__Exercise brief__. Write out each line of the material below once more, exactly as it appears.

>>>>>

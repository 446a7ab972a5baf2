//! Reqwest-based HTTP client for completion notifications.
//!
//! This module provides a reqwest-based implementation of the
//! [`NotifyProvider`](crate::NotifyProvider) trait.
//!
//! # Example
//!
//! ```rust,ignore
//! use docflow_webhook::reqwest::{ReqwestClient, ReqwestConfig};
//!
//! let config = ReqwestConfig::new("http://localhost:8000".parse()?);
//! let notifier = ReqwestClient::new(config)?.into_service();
//! notifier.mark_done("doc1").await?;
//! ```

mod client;
mod config;
mod error;

pub use client::ReqwestClient;
pub use config::{DEFAULT_TIMEOUT_SECS, MARK_DONE_PATH, ReqwestConfig};
pub use error::Error;

/// Tracing target for reqwest client operations.
pub const TRACING_TARGET: &str = "docflow_webhook::reqwest";
#![forbid(unsafe_code)]
#![cfg_attr(docsrs, feature(doc_cfg))]
#![doc = include_str!("../README.md")]

mod error;
mod service;

pub mod request;
pub mod response;

#[cfg(feature = "reqwest")]
#[cfg_attr(docsrs, doc(cfg(feature = "reqwest")))]
pub mod reqwest;

pub use error::{BoxedError, Error, ErrorKind, Result};
pub use request::{NotifyPayload, NotifyRequest};
pub use response::NotifyResponse;
pub use service::NotifierService;

/// Tracing target for notification operations.
pub const TRACING_TARGET: &str = "docflow_webhook";

/// Core trait for delivering completion notifications.
///
/// Implementations report the HTTP status they received; deciding whether
/// that status counts as an acknowledgement is left to [`NotifierService`].
#[async_trait::async_trait]
pub trait NotifyProvider: Send + Sync {
    /// Delivers a completion notification for a single document.
    async fn notify(&self, request: &NotifyRequest) -> Result<NotifyResponse>;
}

<<<<<

__Output of the exercise__.
repository 446a7ab972a5baf2
//! Reqwest-based HTTP client for completion notifications.
//!
//! This module provides a reqwest-based implementation of the
//! [`NotifyProvider`](crate::NotifyProvider) trait.
//!
//! # Example
//!
//! ```rust,ignore
//! use docflow_webhook::reqwest::{ReqwestClient, ReqwestConfig};
//!
//! let config = ReqwestConfig::new("http://localhost:8000".parse()?);
//! let notifier = ReqwestClient::new(config)?.into_service();
//! notifier.mark_done("doc1").await?;
//! ```

mod client;
mod config;
mod error;

pub use client::ReqwestClient;
pub use config::{DEFAULT_TIMEOUT_SECS, MARK_DONE_PATH, ReqwestConfig};
pub use error::Error;

/// Tracing target for reqwest client operations.
pub const TRACING_TARGET: &str = "docflow_webhook::reqwest";
#![forbid(unsafe_code)]
#![cfg_attr(docsrs, feature(doc_cfg))]
#![doc = include_str!("../README.md")]

mod error;
mod service;

pub mod request;
pub mod response;

#[cfg(feature = "reqwest")]
#[cfg_attr(docsrs, doc(cfg(feature = "reqwest")))]
pub mod reqwest;

pub use error::{BoxedError, Error, ErrorKind, Result};
pub use request::{NotifyPayload, NotifyRequest};
pub use response::NotifyResponse;
pub use service::NotifierService;

/// Tracing target for notification operations.
pub const TRACING_TARGET: &str = "docflow_webhook";

/// Core trait for delivering completion notifications.
///
/// Implementations report the HTTP status they received; deciding whether
/// that status counts as an acknowledgement is left to [`NotifierService`].
#[async_trait::async_trait]
pub trait NotifyProvider: Send + Sync {
    /// Delivers a completion notification for a single document.
    async fn notify(&self, request: &NotifyRequest) -> Result<NotifyResponse>;
}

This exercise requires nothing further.